Parce que rien n’a épargné Auroville 2020 de la foulée de questions, commentaires, réactions de peur ou comportements rebelles, hypothèses complotistes à l’appui, qui a ébranlée la planète entière.  Comme tout le monde. Et comme peut-être d’autres gens sur cette planète, j’ai l’impression que l’occasion a été aussi pour Auroville de saisir cette période comme un temps de reconnexion à soi, de recueillement intérieur. Mais aussi de reconnexion aux autres, dans les actes de solidarité que les Auroviliens ont mis en place pour venir en aide aux villages environnants (et par la même occasion, à moi-même, obligée à un confinement privilégié dans un tel endroit, Merci!).

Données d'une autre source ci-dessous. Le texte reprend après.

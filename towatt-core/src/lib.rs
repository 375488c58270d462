//! Towatt core - business logic for the wattage/time converter
//!
//! This crate contains the whole application model with zero UI
//! dependencies: the pure conversion math, the immutable state snapshot
//! with its subscriber store, and the named transitions that drive the
//! setup/calculation wizard. The GUI shell is a projection of this model
//! and feeds it exclusively through [`actions::StateActions`].

pub mod actions;
pub mod logic;
pub mod state;

pub use actions::{CalculationIssue, SetSourcePowerOptions, SourcePowerOutcome, StateActions};
pub use logic::{
    calculate_target_seconds, format_clock, is_valid_power, parse_power, parse_raw_time,
    PowerParseError, TimeParts, POWER_MAX, POWER_MIN, PRESET_POWERS, TIME_DIGITS,
};
pub use state::{
    AppState, AppStore, CalculationResult, CalculationStep, Snapshot, SourceSelection,
    SubscriptionId, ViewMode,
};

/// Returns the crate version.
pub fn version() -> &'static str {
    env!("CARGO_PKG_VERSION")
}

#[cfg(test)]
mod tests {
    use super::*;

    #[test]
    fn version_returns_value() {
        assert!(!version().is_empty());
    }
}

La Troisième Révolution, celle du cœur, a besoin d’un temps d’incubation nécessaire pour que l’on se retrousse les manches et l’on puisse construire l’Auroville de 2046 partout sur cette planète : découvrir les besoins de ses voisins, devenir solidaires, manger les produits locaux, économiser l’eau, l’énergie, redonner du sens à nos actes, retourner aux fondamentaux… Un temps qui résonne avec le propos d’Auroville, de vivre la spiritualité dans la matière, « faire avec » le plomb du quotidien, du matériel, des tracas, et des problèmes de tous les jours pour le transformer en or, notre or à nous. Et puisque, comme le dit si bien Débora, rien n’est déjà plus normal dans le normal d’autrefois, à Auroville comme ailleurs « rien ne nous empêche de danser à nouveau le soir venu, ce n’est pas incompatible ».[3]


[1] Nous y voilà, nous y sommes ! http://www.yvesmichel.org/nous-y-voila-nous-y-sommes-texte-de-fred-vargas

[2] Ou pas ! Personnellement – et je ne veux pas par là ajouter de la zizanie au conflit entre les « pour » le Master plan et les « contre » des écologistes qui s ‘y opposent- je me demande comment on fera pour tenir un tel monde dans un si tout petit périmètre…

[3] Nous y voilà, nous y sommes ! Voir note 1.

* Auroville 2046 est un conte que Débora Nunes et Pressenza mettent à disposition des lecteurs en 4 langues (espagnol, portugais, français et anglais). A lire et partager.